TASK ITEM
Lines from the first one down to the one containing "#[derive(Debug, Clone, PartialEq, Serialize, Deserialize)]" in the data below are the only ones needed; please return them exactly, both ends included.
═══ AVAILABLE RECORDS ═══
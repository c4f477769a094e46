//! Bounded retry with exponential backoff for transient gateway errors

use crate::error::Result;
use serde::{Deserialize, Serialize};
use std::future::Future;
use std::time::Duration;
use tracing::warn;

/// Retry settings for connection and timeout errors
///
/// Query and validation errors are returned immediately.
#[derive(Debug, Clone, PartialEq, Serialize, Deserialize)]
pub struct RetryPolicy {
    /// Retries after the first attempt
    pub max_retries: u32,
    /// Delay before the first retry
    pub initial_delay: Duration,
    /// Upper bound for any single delay
    pub max_delay: Duration,
    /// Random variation applied to each delay (0.0 - 1.0)
    pub jitter: f64,
}

impl Default for RetryPolicy {
    fn default() -> Self {
        Self {
            max_retries: 2,
            initial_delay: Duration::from_millis(250),
            max_delay: Duration::from_secs(5),
            jitter: 0.1,
        }
    }
}

impl RetryPolicy {
    /// A policy that never retries
    pub fn none() -> Self {
        Self {
            max_retries: 0,
            ..Default::default()
        }
    }

    pub fn with_max_retries(mut self, max_retries: u32) -> Self {
        self.max_retries = max_retries;
        self
    }

    pub fn with_initial_delay(mut self, delay: Duration) -> Self {
        self.initial_delay = delay;
        self
    }

    /// Backoff before retry number `retry` (1-based)
    pub fn delay_for(&self, retry: u32) -> Duration {
        let exponent = retry.saturating_sub(1).min(16);
        let base = self
            .initial_delay
            .saturating_mul(1u32 << exponent)
            .min(self.max_delay);

        if self.jitter <= 0.0 {
            return base;
        }
        let spread = base.as_secs_f64() * self.jitter.min(1.0);
        let offset = (rand::random::<f64>() * 2.0 - 1.0) * spread;
        Duration::from_secs_f64((base.as_secs_f64() + offset).max(0.0)).min(self.max_delay)
    }

    /// Run `op` until it succeeds, fails permanently, or retries run out
    ///
    /// `op` receives the zero-based attempt number.
    pub async fn run<T, F, Fut>(&self, context: &str, mut op: F) -> Result<T>
    where
        F: FnMut(u32) -> Fut,
        Fut: Future<Output = Result<T>>,
    {
        let mut attempt = 0;
        loop {
            match op(attempt).await {
                Ok(value) => return Ok(value),
                Err(e) if e.is_retryable() && attempt < self.max_retries => {
                    attempt += 1;
                    let delay = self.delay_for(attempt);
                    warn!(
                        "{} failed (attempt {}/{}), retrying after {:?}: {}",
                        context,
                        attempt,
                        self.max_retries + 1,
                        delay,
                        e
                    );
                    tokio::time::sleep(delay).await;
                }
                Err(e) => return Err(e),
            }
        }
    }
}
═══
REPLY
repository c4f477769a094e46
//! Bounded retry with exponential backoff for transient gateway errors

use crate::error::Result;
use serde::{Deserialize, Serialize};
use std::future::Future;
use std::time::Duration;
use tracing::warn;

/// Retry settings for connection and timeout errors
///
/// Query and validation errors are returned immediately.
#[derive(Debug, Clone, PartialEq, Serialize, Deserialize)]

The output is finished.